As of November, China’s average coal import price is at 76.97 USD, showing an 8.7 USD decrease from the same period last year. Next year, prices for both coking and thermal coals are expected to fall. Coking coal, for instance, is expected to be stable and maintain growth until Lunar New Year and fall afterward, as predicted by Fenway Energy. According to them, the primary factor could be a supply surplus. This could be connected to increases in mine outputs in Russia, Mongolia, Australia, USA and Canada, and the start of coal production in several new mines. Furthermore, analysts are speculating that factors including an increase of domestic coal production in China and reserves in seaports and coking coal warehouse stocks could drive coal prices down.
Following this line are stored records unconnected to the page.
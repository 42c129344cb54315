//! `songe generate` and `songe import` — set up the project key pair.

use songe_core::Project;

use crate::prompt;

pub fn run() -> anyhow::Result<()> {
    let project = Project::open(".");
    let passphrase = prompt::new_passphrase("New key passphrase")?;
    let verify_key = project.generate(&passphrase)?;
    report(&project, &verify_key);
    Ok(())
}

pub fn run_import() -> anyhow::Result<()> {
    let project = Project::open(".");
    let encoded = prompt::secret_key()?;
    let passphrase = prompt::new_passphrase("New key passphrase")?;
    let verify_key = project.import(encoded.trim(), &passphrase)?;
    report(&project, &verify_key);
    Ok(())
}

fn report(project: &Project, verify_key: &str) {
    println!("✓ Signing key pair ready");
    println!("  Key file:   {}", project.key_path().display());
    println!("  Verify key: {verify_key}");
    println!();
    println!("  Share the verify key; never share the key file or passphrase.");
}
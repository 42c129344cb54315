//! The project key file.
//!
//! `.songe.key` is a small YAML record holding the verify key and the
//! passphrase-wrapped signing key. It is written 0600 because the wrapped
//! blob is still a brute-force target.

use std::fs;
use std::io;
use std::path::Path;
use std::path::PathBuf;

use ed25519_dalek::VerifyingKey;
use serde::Deserialize;
use serde::Serialize;

use crate::codec;
use crate::config::Config;
use crate::error::Result;
use crate::error::SongeError;
use crate::fsutil;
use crate::keywrap;

/// On-disk key-file record.
///
/// Format quirk kept for compatibility: `verifykey` holds the verify-key
/// bytes in the signing-tag (`K…`) encoding, not the `P…` form.
#[derive(Debug, Serialize, Deserialize)]
#[serde(deny_unknown_fields)]
struct KeyFile {
    verifykey: String,
    signingkey: String,
}

/// Reads and writes the resolved key file for one project directory.
pub struct KeyStore {
    path: PathBuf,
    trust_sig_path: PathBuf,
}

impl KeyStore {
    pub fn new(dir: &Path, config: &Config) -> Self {
        let path = config.resolve_key_path(dir);
        let key_dir = path.parent().map(Path::to_path_buf).unwrap_or_else(|| PathBuf::from("."));
        Self {
            trust_sig_path: config.trust_sig_path(&key_dir),
            path,
        }
    }

    /// Resolved key-file path.
    pub fn path(&self) -> &Path {
        &self.path
    }

    pub fn exists(&self) -> bool {
        self.path.exists()
    }

    /// Load the wrapped signing key and the declared verify key.
    ///
    /// The declared key is what the file *claims*; after unwrapping, callers
    /// must check it against the key derived from the seed and treat a
    /// mismatch as [`SongeError::BadKeyfile`].
    pub fn load(&self) -> Result<(Vec<u8>, VerifyingKey)> {
        let text = fs::read_to_string(&self.path).map_err(|e| {
            if e.kind() == io::ErrorKind::NotFound {
                SongeError::BadKeyfile(format!("no key file at {}", self.path.display()))
            } else {
                SongeError::Io(e)
            }
        })?;
        let file: KeyFile = serde_yaml::from_str(&text)
            .map_err(|e| SongeError::BadKeyfile(format!("malformed key file: {e}")))?;

        let raw = codec::decode_signing_key(&file.verifykey)?;
        let verify = VerifyingKey::from_bytes(&raw)
            .map_err(|_| SongeError::BadKeyfile("stored verify key is not a valid Ed25519 point".into()))?;

        let wrapped = codec::decode_bytes(&file.signingkey)?;
        if wrapped.len() != keywrap::WRAPPED_LEN {
            return Err(SongeError::BadKeyfile(format!(
                "wrapped signing key is {} bytes, expected {}",
                wrapped.len(),
                keywrap::WRAPPED_LEN
            )));
        }
        Ok((wrapped, verify))
    }

    /// Write the key file (atomically, mode 0600) and delete any trust-list
    /// signature next to it: the list is signed by an identity this write
    /// just replaced, and a stale signature would be misleading.
    pub fn store(&self, wrapped: &[u8], verify: &VerifyingKey) -> Result<()> {
        let file = KeyFile {
            verifykey: codec::encode_signing_key(verify.as_bytes()),
            signingkey: codec::encode_bytes(wrapped),
        };
        let text = serde_yaml::to_string(&file)?;
        fsutil::write_atomic(&self.path, text.as_bytes(), true)?;

        match fs::remove_file(&self.trust_sig_path) {
            Ok(()) => Ok(()),
            Err(e) if e.kind() == io::ErrorKind::NotFound => Ok(()),
            Err(e) => Err(e.into()),
        }
    }
}
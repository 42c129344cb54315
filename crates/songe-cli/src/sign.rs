//! `songe sign` — sign a file.

use std::path::Path;

use songe_core::Project;
use songe_core::SignOptions;

use crate::prompt;

pub fn run(file: &Path, comment: Option<String>, embed: bool) -> anyhow::Result<()> {
    let project = Project::open(".");
    let passphrase = prompt::passphrase("Key passphrase")?;

    let options = SignOptions { comment, embedded: embed };
    let sig_path = project.sign(file, &options, &passphrase)?;

    println!("✓ Signed {}", file.display());
    println!("  Signature: {}", sig_path.display());
    if embed {
        println!("  The file bytes are embedded; the signature verifies even without the file.");
    }
    Ok(())
}
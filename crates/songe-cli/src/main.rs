//! `songe` — per-project file signing.

mod keygen;
mod passwd;
mod prompt;
mod show;
mod sign;
mod trust;
mod verify;

use std::path::PathBuf;

use clap::Parser;
use clap::Subcommand;

/// Sign and verify files with a per-project Ed25519 key.
#[derive(Parser)]
#[command(name = "songe", version, about)]
struct Cli {
    #[command(subcommand)]
    command: Command,
}

#[derive(Subcommand)]
enum Command {
    /// Create a new key pair for this project.
    Generate,

    /// Import an existing signing key (pasted `K…` string).
    Import,

    /// Change the key passphrase.
    Passwd,

    /// Print the verify key, or the secret signing key with --signing.
    Show {
        /// Print the `K…` signing key (prompts for the passphrase).
        #[arg(long)]
        signing: bool,
    },

    /// Sign a file into `<file>.sgsig`.
    Sign {
        file: PathBuf,
        /// Comment signed along with the file.
        #[arg(short, long)]
        comment: Option<String>,
        /// Embed the file bytes so verification works without the file.
        #[arg(short, long)]
        embed: bool,
    },

    /// Verify `<file>.sgsig` and report trust.
    Verify {
        file: PathBuf,
        /// Re-check the trust list against the unwrapped signing key.
        #[arg(long)]
        strict: bool,
    },

    /// Manage the list of trusted verify keys.
    Trust {
        #[command(subcommand)]
        command: trust::TrustCommand,
    },
}

fn main() {
    let cli = Cli::parse();

    let result = match cli.command {
        Command::Generate => keygen::run(),
        Command::Import => keygen::run_import(),
        Command::Passwd => passwd::run(),
        Command::Show { signing } => show::run(signing),
        Command::Sign { file, comment, embed } => sign::run(&file, comment, embed),
        Command::Verify { file, strict } => verify::run(&file, strict),
        Command::Trust { command } => trust::run(command),
    };

    if let Err(e) = result {
        eprintln!("error: {e:#}");
        std::process::exit(1);
    }
}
China’s domestic coal production reached 3.41 billion tons in November, a 4.5 increase from the same period last year. The combined volumes from the top five coal-producing provinces went up 0.1-26.3 percent. Coal output from Inner Mongolia was 944 million tons, making up 27.7 percent of the entire domestic production alone, while Shanxi province makes up 26 percent. The highest performing province is Xinjiang, with 211.9 million tons in production with a growth of 26.3 percent compared to the same period last year.
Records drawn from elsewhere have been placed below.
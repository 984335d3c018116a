//! # Conversion
//!
//! The whole pipeline behind one call: classify the text, pick a
//! conversion mode from the detected kind, build nodes, then format and
//! validate request-sized chunks.

pub mod html;

use serde::{Deserialize, Serialize};

use crate::{
    ast::{AstNode, MediaMeta, NodeKind, TableFormat},
    classify::{Classifier, ClassifierOptions, ContentClassification, ContentKind, unwrap_math, url},
    error::OptionsError,
    format::{FormatOptions, FormattedDocument, Formatter, ValidationResult, validate},
    parsing::{self, lexer::LexOptions},
    print::{PrintOptions, Printer},
};

/// Options for every pipeline stage.
#[derive(Debug, Clone, Copy, Default, PartialEq, Serialize, Deserialize)]
#[serde(default)]
pub struct ConvertOptions {
    pub classifier: ClassifierOptions,
    pub printer: PrintOptions,
    pub formatter: FormatOptions,
}

/// Everything one conversion produced.
#[derive(Debug, Clone)]
pub struct Conversion {
    pub classification: ContentClassification,
    pub nodes: Vec<AstNode>,
    /// The nodes printed back as markup.
    pub markup: String,
    pub document: FormattedDocument,
    /// One result per request chunk, in order.
    pub validations: Vec<ValidationResult>,
}

impl Conversion {
    /// True when every chunk can be written as-is.
    pub fn is_valid(&self) -> bool {
        self.validations.iter().all(|v| v.is_valid)
    }
}

/// Validated stages, reusable across calls.
#[derive(Debug, Clone)]
pub struct Converter {
    classifier: Classifier,
    printer: Printer,
    formatter: Formatter,
}

impl Converter {
    pub fn new(options: ConvertOptions) -> Result<Self, OptionsError> {
        Ok(Self {
            classifier: Classifier::new(options.classifier)?,
            printer: Printer::new(options.printer)?,
            formatter: Formatter::new(options.formatter)?,
        })
    }

    pub fn convert(&self, text: &str) -> Conversion {
        let classification = self.classifier.classify(text);
        let nodes = nodes_for(&classification, text);
        let markup = self.printer.print(&nodes);
        let document = self.formatter.format(&nodes);
        let limits = &self.formatter.options().limits;
        let validations: Vec<_> = document.chunk_slices().map(|chunk| validate(chunk, limits)).collect();
        log::debug!(
            "converted {} as {} into {} chunks",
            text.len(),
            classification.kind.name(),
            validations.len()
        );
        Conversion {
            classification,
            nodes,
            markup,
            document,
            validations,
        }
    }
}

/// Runs the pipeline with the given options.
pub fn convert(text: &str, options: &ConvertOptions) -> Result<Conversion, OptionsError> {
    Ok(Converter::new(*options)?.convert(text))
}

fn nodes_for(classification: &ContentClassification, text: &str) -> Vec<AstNode> {
    let trimmed = text.trim();
    match classification.kind {
        ContentKind::Url => vec![url_node(trimmed)],
        ContentKind::Json => vec![code_node(trimmed, Some("json".to_string()))],
        ContentKind::Code => vec![code_node(
            text.trim_matches(['\n', '\r']),
            classification.metadata.language.clone(),
        )],
        ContentKind::Latex => {
            let expression = unwrap_math(trimmed).map_or(trimmed, |(inner, _)| inner);
            vec![AstNode::new(NodeKind::Equation { is_block: true }, expression)]
        }
        ContentKind::Table(format @ (TableFormat::Csv | TableFormat::Tsv)) => parsing::parse_with(
            text,
            &LexOptions {
                delimited: Some(format),
            },
        ),
        ContentKind::Table(TableFormat::Markdown) | ContentKind::Markdown => parsing::parse(text),
        ContentKind::Html => parsing::parse(&html::to_markup(text)),
        ContentKind::Text => text_paragraphs(text),
    }
}

fn url_node(text: &str) -> AstNode {
    let href = if url::parse_web_url(text).is_some() {
        text.to_string()
    } else {
        format!("https://{text}")
    };
    match url::media_kind(&href) {
        Some(kind) => AstNode::new(
            NodeKind::Media(MediaMeta {
                kind,
                url: href,
                caption: None,
            }),
            "",
        ),
        None => AstNode::new(NodeKind::Bookmark { url: href, title: None }, ""),
    }
}

fn code_node(code: &str, language: Option<String>) -> AstNode {
    AstNode::new(
        NodeKind::Code {
            language,
            is_block: true,
        },
        code,
    )
}

/// One plain paragraph per blank-line separated chunk.
fn text_paragraphs(text: &str) -> Vec<AstNode> {
    let mut paragraphs = Vec::new();
    let mut current: Vec<&str> = Vec::new();
    for line in text.lines() {
        if line.trim().is_empty() {
            if !current.is_empty() {
                paragraphs.push(AstNode::paragraph(current.join("\n")));
                current.clear();
            }
        } else {
            current.push(line.trim_end());
        }
    }
    if !current.is_empty() {
        paragraphs.push(AstNode::paragraph(current.join("\n")));
    }
    paragraphs
}

#[cfg(test)]
mod tests {
    use super::*;
    use crate::format::{BlockType, Payload};
    use pretty_assertions::assert_eq;

    fn run(text: &str) -> Conversion {
        convert(text, &ConvertOptions::default()).expect("default options are valid")
    }

    fn types(c: &Conversion) -> Vec<&'static str> {
        c.document.blocks.iter().map(|b| b.block_type.as_str()).collect()
    }

    #[test]
    fn url_becomes_bookmark_or_media() {
        let page = run("https://example.com/blog/post");
        assert_eq!(types(&page), vec!["bookmark"]);
        let video = run("https://www.youtube.com/watch?v=abc");
        assert_eq!(types(&video), vec!["video"]);
        let bare = run("www.example.com");
        assert_eq!(
            bare.document.blocks[0].payload,
            Payload::Bookmark {
                url: "https://www.example.com".into(),
                caption: vec![]
            }
        );
    }

    #[test]
    fn long_nested_list_fits_in_valid_requests() {
        let mut text = String::from("- parent\n");
        for i in 0..150 {
            text.push_str(&format!("  - child {i}\n"));
        }
        let c = run(&text);
        assert_eq!(c.classification.kind, ContentKind::Markdown);
        assert!(c.is_valid(), "{:?}", c.validations);
        assert_eq!(c.document.chunks.len(), 2);
        assert_eq!(c.document.total_blocks(), 151);
        assert!(c.document.remediations.iter().any(|v| matches!(
            v.limit,
            crate::format::Limit::BlockCount { actual: 151, .. }
        )));
    }

    #[test]
    fn json_becomes_one_code_block() {
        let c = run(r#"{"function":"test","code":true,"array":[1,2,3]}"#);
        assert_eq!(c.classification.kind, ContentKind::Json);
        assert_eq!(types(&c), vec!["code"]);
        assert_eq!(
            c.document.blocks[0].payload,
            Payload::Code {
                language: "json".into()
            }
        );
    }

    #[test]
    fn latex_becomes_block_equation() {
        let c = run("$$\\frac{a}{b}$$");
        assert_eq!(types(&c), vec!["equation"]);
        assert_eq!(
            c.document.blocks[0].payload,
            Payload::Equation {
                expression: "\\frac{a}{b}".into()
            }
        );
    }

    #[test]
    fn csv_becomes_one_table() {
        let c = run("name,age\nAda,36\nAlan,41");
        assert_eq!(types(&c), vec!["table"]);
        assert_eq!(c.document.blocks[0].children.len(), 3);
        assert!(c.is_valid());
    }

    #[test]
    fn markdown_runs_the_markup_pipeline() {
        let c = run("# Notes\n\n- **first** item\n- second item\n\n> [!tip] Try it");
        assert_eq!(c.classification.kind, ContentKind::Markdown);
        assert_eq!(types(&c), vec!["heading_1", "bulleted_list_item", "bulleted_list_item", "callout"]);
        assert!(c.markup.starts_with("# Notes"));
    }

    #[test]
    fn html_is_converted_first() {
        let c = run("<h1>Title</h1><p>Body with <strong>weight</strong></p><ul><li>a</li><li>b</li></ul>");
        assert_eq!(c.classification.kind, ContentKind::Html);
        assert_eq!(
            types(&c),
            vec!["heading_1", "paragraph", "bulleted_list_item", "bulleted_list_item"]
        );
        assert!(c.document.blocks[1].rich_text.iter().any(|s| s.bold));
    }

    #[test]
    fn text_is_not_interpreted() {
        let c = run("Meeting moved to 10 #team\nbring the notes\n\nAnd another one.");
        assert_eq!(c.classification.kind, ContentKind::Text);
        assert_eq!(c.nodes.len(), 2);
        assert_eq!(c.nodes[0].content, "Meeting moved to 10 #team\nbring the notes");
        assert_eq!(c.document.blocks[0].block_type, BlockType::Paragraph);
    }

    #[test]
    fn empty_input_produces_nothing() {
        let c = run("   ");
        assert!(c.nodes.is_empty());
        assert!(c.document.chunks.is_empty());
        assert!(c.is_valid());
    }

    #[test]
    fn long_documents_are_validated_per_chunk() {
        let text: Vec<String> = (0..230).map(|i| format!("- item {i}")).collect();
        let c = run(&text.join("\n"));
        assert_eq!(c.validations.len(), 3);
        assert!(c.is_valid());
    }

    #[test]
    fn invalid_stage_options_fail_fast() {
        let options = ConvertOptions {
            printer: PrintOptions {
                indent_size: 0,
                ..PrintOptions::default()
            },
            ..ConvertOptions::default()
        };
        assert!(matches!(
            convert("x", &options),
            Err(OptionsError::IndentSize { got: 0, .. })
        ));
    }
}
Undoubtedly, the biggest factor affecting the price and demand for coking coal is China’s steel industry. Raw steel production increased by seven percent in the first 11 months to 904.2 million tons. In November alone, daily production was 2.68 million tons, 1.7 percent higher month-on-month. However, steel production in the first eleven months exceeded 1.1 billion tons which represents a 10 percent growth. This year, China’s expected to produce 988 million tons of raw steel. 

China’s steel production will fall next year, says Li Xinchuan, President of the China Metallurgical Industry Planning and Research Institute. According to the Institute’s study, China’s steel demands will increase by 7.3 percent to 886 million tons this year and fall to 881 million tons by next year. He pointed out “Driven in part by increased domestic infrastructure spending and investment in real estate in 2019, steel demands were higher than expected. China’s industrial output would be generally stable.” China’s main steel consumer – the construction sector – saw a steel demand of 478 million tons in 2019, representing an 11 percent growth. However, it would fall slightly in the next year. In any case, although the country’s steel production would set a record this year, it won’t repeat the success next year, according to analysts.
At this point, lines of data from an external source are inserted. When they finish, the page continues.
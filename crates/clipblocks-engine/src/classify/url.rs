use url::Url;

use crate::ast::MediaKind;

use super::types::{ContentClassification, ContentKind, Metadata, UrlTarget};

const ALLOWED_SCHEMES: &[&str] = &["http", "https", "ftp"];
const VIDEO_HOSTS: &[&str] = &["youtube.com", "youtu.be", "vimeo.com", "loom.com"];

const IMAGE_EXTENSIONS: &[&str] = &[
    "png", "jpg", "jpeg", "gif", "webp", "svg", "bmp", "ico", "avif", "tif", "tiff", "heic",
];
const VIDEO_EXTENSIONS: &[&str] = &["mp4", "mov", "webm", "avi", "mkv", "m4v", "mpeg", "ogv"];
const AUDIO_EXTENSIONS: &[&str] = &["mp3", "wav", "ogg", "oga", "m4a", "flac", "aac", "opus"];
const FILE_EXTENSIONS: &[&str] = &[
    "pdf", "doc", "docx", "xls", "xlsx", "ppt", "pptx", "odt", "ods", "zip", "tar", "gz", "rar",
    "7z", "csv", "txt", "epub", "json", "xml",
];

pub const URL_CONFIDENCE: f64 = 0.95;
pub const BARE_WWW_CONFIDENCE: f64 = 0.92;

/// A single absolute web URL, or a `www.` host without a scheme.
///
/// Script and data URIs are rejected outright.
pub fn detect(text: &str) -> Option<ContentClassification> {
    if text.contains(char::is_whitespace) {
        return None;
    }
    let (url, confidence) = match parse_web_url(text) {
        Some(url) => (url, URL_CONFIDENCE),
        None if text.len() > 4 && text.get(..4).is_some_and(|p| p.eq_ignore_ascii_case("www.")) => {
            (parse_web_url(&format!("https://{text}"))?, BARE_WWW_CONFIDENCE)
        }
        None => return None,
    };
    let metadata = Metadata {
        media: Some(target(&url)),
        ..Metadata::default()
    };
    Some(ContentClassification::new(ContentKind::Url, confidence).with_metadata(metadata))
}

/// Parses an absolute http(s)/ftp URL that names a host.
pub fn parse_web_url(text: &str) -> Option<Url> {
    let url = Url::parse(text).ok()?;
    let has_host = url.host_str().is_some_and(|h| !h.is_empty());
    (ALLOWED_SCHEMES.contains(&url.scheme()) && has_host).then_some(url)
}

fn target(url: &Url) -> UrlTarget {
    match media_kind_of(url) {
        Some(MediaKind::Image) => UrlTarget::Image,
        Some(MediaKind::Video) => UrlTarget::Video,
        Some(MediaKind::Audio) => UrlTarget::Audio,
        Some(MediaKind::File) => UrlTarget::File,
        None => UrlTarget::Page,
    }
}

/// Media kind of a URL string, `None` for ordinary pages.
pub fn media_kind(text: &str) -> Option<MediaKind> {
    media_kind_of(&parse_web_url(text)?)
}

fn media_kind_of(url: &Url) -> Option<MediaKind> {
    let host = url.host_str()?.trim_start_matches("www.");
    if VIDEO_HOSTS
        .iter()
        .any(|h| host == *h || host.ends_with(&format!(".{h}")))
    {
        return Some(MediaKind::Video);
    }

    let last = url.path_segments()?.next_back()?;
    let (_, ext) = last.rsplit_once('.')?;
    let ext = ext.to_ascii_lowercase();
    let ext = ext.as_str();
    if IMAGE_EXTENSIONS.contains(&ext) {
        Some(MediaKind::Image)
    } else if VIDEO_EXTENSIONS.contains(&ext) {
        Some(MediaKind::Video)
    } else if AUDIO_EXTENSIONS.contains(&ext) {
        Some(MediaKind::Audio)
    } else if FILE_EXTENSIONS.contains(&ext) {
        Some(MediaKind::File)
    } else {
        None
    }
}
In addition, a new report published this month by the International Energy Agency mentioned that global coal consumption is forecasted to rise in the next five years. Especially, consumption growth in Asian countries would make the biggest impact. By 2024, India’s consumption would rise by 4.6, while Indonesia and Vietnam would both see a 5 percent increase. 

The Government of Australia pointed out that there’s enough resource to meet such rising demands. The country’s Minister for Resources Matt Canavan said Australia’s coal production is expected to increase around 10 percent in the coming five years. Last year’s production volume of 409 million tons will be ramped up to 444 million tons by 2024, he added. Coal revenues would reach 45.9 million USD this year. The start of coal production in the Adani group deposits is likely to make a big impact on supplies.